Uma análise detalhada dos locais mais atingidos por doença de Hodgkin em 719 doentes realizada por Maunch et al mostrou que:
- 59% dos doentes estudados se apresentou com linfadenopatias mediastínicas
- 58% com linfadenopatias do lado esquerdo do pescoço
- 55% com linfadenopatias do lado direito do pescoço
- 14% com linfadenopatias axilares esquerdas
- 13% axilares direitas
- 12% hilo esquerdo
- 11% hilo direito
- 5% cervicais superiores
- 3% infraclaviculares
- 2% epitrocleares
- 1% cardíacas
No pescoço as cadeias ganglionares mais frequentemente atingidas são as supraclaviculares mas pode também ocorrer doença a nível cervical profundo, lateral e posterior. As localizações submaxilar, occipital e preauricular são menos frequentes.
As linfadenopatias axilares são mais frequentemente do ápex da axila, palpando-se melhor com o doente sentado e com o membro superior relaxado junto ao tronco.
O baço está envolvido em cerca de 27% dos doentes e gânglios abdominais altos e baixos surgem em 14% e 11%, respectivamente. Existe uma grande associação entre atingimento esplénico e ganglionar abdominal. Apenas 5% dos doentes com atingimento de gânglios abdominais não tem baço envolvido. Pelo contrário, 61% dos doentes com baço envolvido têm doença em cadeias ganglionares abdominais.

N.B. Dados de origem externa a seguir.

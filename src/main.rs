//! Avoid Boxes entry point
//!
//! Handles platform-specific initialization and runs the game loop.

#[cfg(target_arch = "wasm32")]
use wasm_bindgen::prelude::*;
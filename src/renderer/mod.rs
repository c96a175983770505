//! Rendering module
//!
//! `shapes` builds entity outlines as plain geometry; `canvas` draws them
//! (and the sprites) through the browser's Canvas 2D API.

#[cfg(target_arch = "wasm32")]
pub mod canvas;
pub mod shapes;

#[cfg(target_arch = "wasm32")]
pub use canvas::CanvasRenderer;
pub use shapes::{Shape, entity_shape};
//! Difficulty profiles
//!
//! A profile is read-only during a session; switching it only affects
//! entities spawned afterwards.

use serde::{Deserialize, Serialize};

/// Difficulty levels
#[derive(Debug, Clone, Copy, PartialEq, Eq, Serialize, Deserialize, Default)]
#[serde(rename_all = "lowercase")]
pub enum Difficulty {
    Easy,
    #[default]
    Normal,
    Hard,
}

/// Spawn cadence and entity speed for one difficulty level
#[derive(Debug, Clone, Copy, PartialEq)]
pub struct DifficultyProfile {
    /// Spawn a hazard every N simulation frames
    pub obstacle_spawn_every_n_frames: u64,
    /// Spawn an item every N simulation frames
    pub item_spawn_every_n_frames: u64,
    /// Base entity speed (pixels/s)
    pub base_speed: f32,
    /// Extra speed drawn uniformly from [0, variation) per entity (pixels/s)
    pub speed_variation: f32,
}

impl Difficulty {
    pub const ALL: [Difficulty; 3] = [Difficulty::Easy, Difficulty::Normal, Difficulty::Hard];

    pub fn as_str(&self) -> &'static str {
        match self {
            Difficulty::Easy => "easy",
            Difficulty::Normal => "normal",
            Difficulty::Hard => "hard",
        }
    }

    pub fn from_str(s: &str) -> Option<Self> {
        match s.trim().to_lowercase().as_str() {
            "easy" => Some(Difficulty::Easy),
            "normal" | "medium" => Some(Difficulty::Normal),
            "hard" => Some(Difficulty::Hard),
            _ => None,
        }
    }

    /// Parse a difficulty name, falling back to the default for unknown input
    pub fn from_str_or_default(s: &str) -> Self {
        Self::from_str(s).unwrap_or_else(|| {
            log::warn!("Unknown difficulty {:?}, using {}", s, Self::default().as_str());
            Self::default()
        })
    }

    pub fn profile(&self) -> DifficultyProfile {
        match self {
            Difficulty::Easy => DifficultyProfile {
                obstacle_spawn_every_n_frames: 35,
                item_spawn_every_n_frames: 150,
                base_speed: 150.0,
                speed_variation: 120.0,
            },
            Difficulty::Normal => DifficultyProfile {
                obstacle_spawn_every_n_frames: 22,
                item_spawn_every_n_frames: 110,
                base_speed: 210.0,
                speed_variation: 150.0,
            },
            Difficulty::Hard => DifficultyProfile {
                obstacle_spawn_every_n_frames: 15,
                item_spawn_every_n_frames: 80,
                base_speed: 270.0,
                speed_variation: 180.0,
            },
        }
    }
}

#[cfg(test)]
mod tests {
    use super::*;

    #[test]
    fn test_parse_is_case_insensitive() {
        assert_eq!(Difficulty::from_str("EASY"), Some(Difficulty::Easy));
        assert_eq!(Difficulty::from_str(" Hard "), Some(Difficulty::Hard));
        assert_eq!(Difficulty::from_str("nightmare"), None);
    }

    #[test]
    fn test_unknown_falls_back_to_normal() {
        assert_eq!(Difficulty::from_str_or_default("nightmare"), Difficulty::Normal);
        assert_eq!(Difficulty::from_str_or_default(""), Difficulty::Normal);
    }

    #[test]
    fn test_harder_profiles_spawn_faster() {
        let [easy, normal, hard] = Difficulty::ALL.map(|d| d.profile());
        assert!(easy.obstacle_spawn_every_n_frames > normal.obstacle_spawn_every_n_frames);
        assert!(normal.obstacle_spawn_every_n_frames > hard.obstacle_spawn_every_n_frames);
        assert!(easy.base_speed < normal.base_speed && normal.base_speed < hard.base_speed);
    }

    #[test]
    fn test_serde_uses_lowercase_names() {
        let json = serde_json::to_string(&Difficulty::Hard).unwrap();
        assert_eq!(json, "\"hard\"");
        let parsed: Difficulty = serde_json::from_str("\"easy\"").unwrap();
        assert_eq!(parsed, Difficulty::Easy);
    }
}
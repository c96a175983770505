//! Survival-time leaderboard
//!
//! Keeps the top 5 runs, longest survival first. Storage goes through a
//! [`ScoreStore`](crate::platform::ScoreStore).

use serde::{Deserialize, Serialize};

use crate::platform::ScoreStore;

/// Maximum number of high scores to keep
pub const MAX_HIGH_SCORES: usize = 5;

/// A single leaderboard entry
#[derive(Debug, Clone, PartialEq, Serialize, Deserialize)]
pub struct ScoreEntry {
    /// Player name as entered (trimmed)
    pub name: String,
    /// Survival time in seconds (one decimal)
    pub time: f64,
}

/// Survival-time leaderboard
#[derive(Debug, Clone, Default, PartialEq)]
pub struct HighScores {
    pub entries: Vec<ScoreEntry>,
}

impl HighScores {
    /// Create empty leaderboard
    pub fn new() -> Self {
        Self {
            entries: Vec::new(),
        }
    }

    /// Build from stored entries, restoring order and the size cap
    pub fn from_entries(mut entries: Vec<ScoreEntry>) -> Self {
        entries.retain(|e| e.time.is_finite());
        entries.sort_by(|a, b| b.time.total_cmp(&a.time));
        entries.truncate(MAX_HIGH_SCORES);
        Self { entries }
    }

    /// Check if a time would make the leaderboard
    pub fn qualifies(&self, time: f64) -> bool {
        if self.entries.len() < MAX_HIGH_SCORES {
            return true;
        }
        self.entries.last().map(|e| time > e.time).unwrap_or(true)
    }

    /// Add a run. Returns the rank achieved (1-indexed), or None if it
    /// didn't make the cut. Ties rank below existing entries.
    pub fn add_score(&mut self, name: &str, time: f64) -> Option<usize> {
        if !time.is_finite() || !self.qualifies(time) {
            return None;
        }

        let entry = ScoreEntry {
            name: name.trim().to_string(),
            time,
        };

        // Find insertion point (sorted descending by time)
        let pos = self.entries.iter().position(|e| time > e.time);
        let rank = match pos {
            Some(i) => {
                self.entries.insert(i, entry);
                i + 1
            }
            None => {
                self.entries.push(entry);
                self.entries.len()
            }
        };

        self.entries.truncate(MAX_HIGH_SCORES);
        Some(rank)
    }

    pub fn is_empty(&self) -> bool {
        self.entries.is_empty()
    }

    /// Longest survival time (if any)
    pub fn top_time(&self) -> Option<f64> {
        self.entries.first().map(|e| e.time)
    }

    /// Load from a store; unreadable data means an empty board
    pub fn load(store: &dyn ScoreStore) -> Self {
        let scores = Self::from_entries(store.load_top_scores());
        log::info!("Loaded {} high scores", scores.entries.len());
        scores
    }

    pub fn save(&self, store: &mut dyn ScoreStore) {
        store.save_top_scores(&self.entries);
    }

    /// Add a named run and persist the board if it changed
    pub fn record(&mut self, store: &mut dyn ScoreStore, name: &str, time: f64) -> Option<usize> {
        if name.trim().is_empty() {
            return None;
        }
        let rank = self.add_score(name, time)?;
        self.save(store);
        log::info!("{} placed #{} with {:.1}s", name.trim(), rank, time);
        Some(rank)
    }
}

/// Decode stored leaderboard JSON; anything malformed reads as no records
pub fn decode_entries(json: &str) -> Vec<ScoreEntry> {
    match serde_json::from_str::<Vec<ScoreEntry>>(json) {
        Ok(entries) => entries,
        Err(err) => {
            log::warn!("Ignoring malformed leaderboard data: {}", err);
            Vec::new()
        }
    }
}

/// Encode entries for storage (`[{"name": ..., "time": ...}]`)
pub fn encode_entries(entries: &[ScoreEntry]) -> String {
    serde_json::to_string(entries).unwrap_or_else(|_| "[]".to_string())
}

Se a doença torácica tem grandes dimensões o doente pode apresentar-se com sintomatologia resultante da compressão de órgãos como a traqueia ou os brônquios, o que pode motivar tosse ou dispneia que agrava na posição de decúbito ou pneumonia obstrutiva. Os derrames pleurais e pericárdicos que possam existir são normalmente assintomáticos e raramente consegue isolar-se células de Reed-Sternberg nestes líquidos. Mesmo em doentes com doença de grande volume é improvável que exista síndrome da veia cava superior, tromboses venosas dos membros superiores ou lesões compressivas do nervo recorrente, estas situações são muito mais prováveis em doentes com LNH. A disseminação extranodal de DH pode ocorrer ou por extensão directa, como no caso de atingimento pulmonar em doença mediastínica ou por disseminação hematogénica como quando há envolvimento da medula óssea. A DH extra nodal é rara na pele, no tracto GI e SNC, e o local mais frequentemente atingido é o pulmão. O baço, a medula óssea e o fígado são também locais onde a DH deve ser considerada. Como a presença de DH em locais extra gânglio linfático é rara é sempre necessário documentar a sua presença através de biópsias excisionais, uma vez que a citologia aspirativa é raras vezes positiva na DH.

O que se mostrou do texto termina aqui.